Hitachi Grows Converged, Hyperconverged Infrastructure Portfolio
The company adds more virtualization and storage options to the UCP 2000 system, and introduces its first hyperconverged offering, the UCP HC V240.Hitachi Data Systems is building out is lineup of converged infrastructure systems and introducing the first in a new portfolio of hyperconverged appliances. The company this week unveiled an enhanced Unified Computer Platform (UCP) 2000 that expands the virtualization and storage options for the converged system that was first introduced last year. At the same time, Hitachi Data Systems (HDS) rolled out the UCP HC V240, the first product in the company's new family hyperconverged data center infrastructure. Both systems target midmarket customers who are looking for infrastructure options that bring greater simplicity, flexibility and scalability to enable them to better address changing demands in data centers that are being impacted by such trends as cloud computing, data analytics and mobility. "We are seeing increasing demand to provide integrated systems that are reliable, trusted, and certified cost-optimal, from core to edge across the enterprise," Thomas Trela, senior director of solutions and cloud at HDS, said in a statement.
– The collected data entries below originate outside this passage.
//! Per-key cache state.
//!
//! ```text
//! Absent -> Loading -> Fresh -> Stale -> Revalidating -> Fresh
//!              |                              |
//!              +----------> Failed <----------+
//! ```

use std::sync::Arc;

use tokio::time::Instant;
use trellis_data::LoadResult;

use crate::error::CacheError;

/// A loaded value and when it arrived.
#[derive(Debug, Clone, PartialEq)]
pub struct Entry {
    pub value: Arc<LoadResult>,
    pub fetched_at: Instant,
}

/// Lifecycle of one cache key.
#[derive(Debug, Clone, PartialEq, Default)]
pub enum CacheState {
    #[default]
    Absent,
    /// First fetch in flight, nothing to show yet.
    Loading,
    Fresh(Entry),
    /// Old enough to revalidate; still served.
    Stale(Entry),
    /// Background fetch in flight; the previous value is served.
    Revalidating(Entry),
    Failed {
        error: CacheError,
        previous: Option<Entry>,
    },
}

impl CacheState {
    /// Last successfully loaded value, if any.
    pub fn entry(&self) -> Option<&Entry> {
        match self {
            Self::Fresh(entry) | Self::Stale(entry) | Self::Revalidating(entry) => Some(entry),
            Self::Failed { previous, .. } => previous.as_ref(),
            Self::Absent | Self::Loading => None,
        }
    }

    pub fn is_in_flight(&self) -> bool {
        matches!(self, Self::Loading | Self::Revalidating(_))
    }

    /// What a consumer should render.
    pub fn resource(&self) -> Resource {
        match self {
            Self::Absent | Self::Loading => Resource::Pending,
            Self::Fresh(entry) | Self::Stale(entry) | Self::Revalidating(entry) => {
                Resource::Ready(Arc::clone(&entry.value))
            }
            Self::Failed { error, .. } => Resource::Error(error.clone()),
        }
    }

    pub fn name(&self) -> &'static str {
        match self {
            Self::Absent => "absent",
            Self::Loading => "loading",
            Self::Fresh(_) => "fresh",
            Self::Stale(_) => "stale",
            Self::Revalidating(_) => "revalidating",
            Self::Failed { .. } => "failed",
        }
    }
}

/// Consumer view of a cache key.
#[derive(Debug, Clone, PartialEq)]
pub enum Resource {
    Pending,
    Ready(Arc<LoadResult>),
    Error(CacheError),
}

impl Resource {
    pub fn value(&self) -> Option<&LoadResult> {
        match self {
            Self::Ready(value) => Some(value),
            _ => None,
        }
    }

    pub fn is_pending(&self) -> bool {
        matches!(self, Self::Pending)
    }
}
The broad converged infrastructure market is growing quickly, according to IDC analysts. In a report issued this week, the analysts said that the space saw revenues in the first quarter hit $2.5 billion, an 11 percent year-over-year increase. The hyperconverged segment is the smallest, but fastest segment of the market, generating sales of $371.88 million during the first three months of the year, a 148 percent increase over the same period last year.
"End users within the midmarket and even in the outer edge of the enterprise data center continue to prioritize simplicity in all aspect of the user experience," Kevin Permenter, senior research analyst for computing platforms at IDC, said in a statement. "This is at the heart of the rapid growth rate within hyperconverged systems."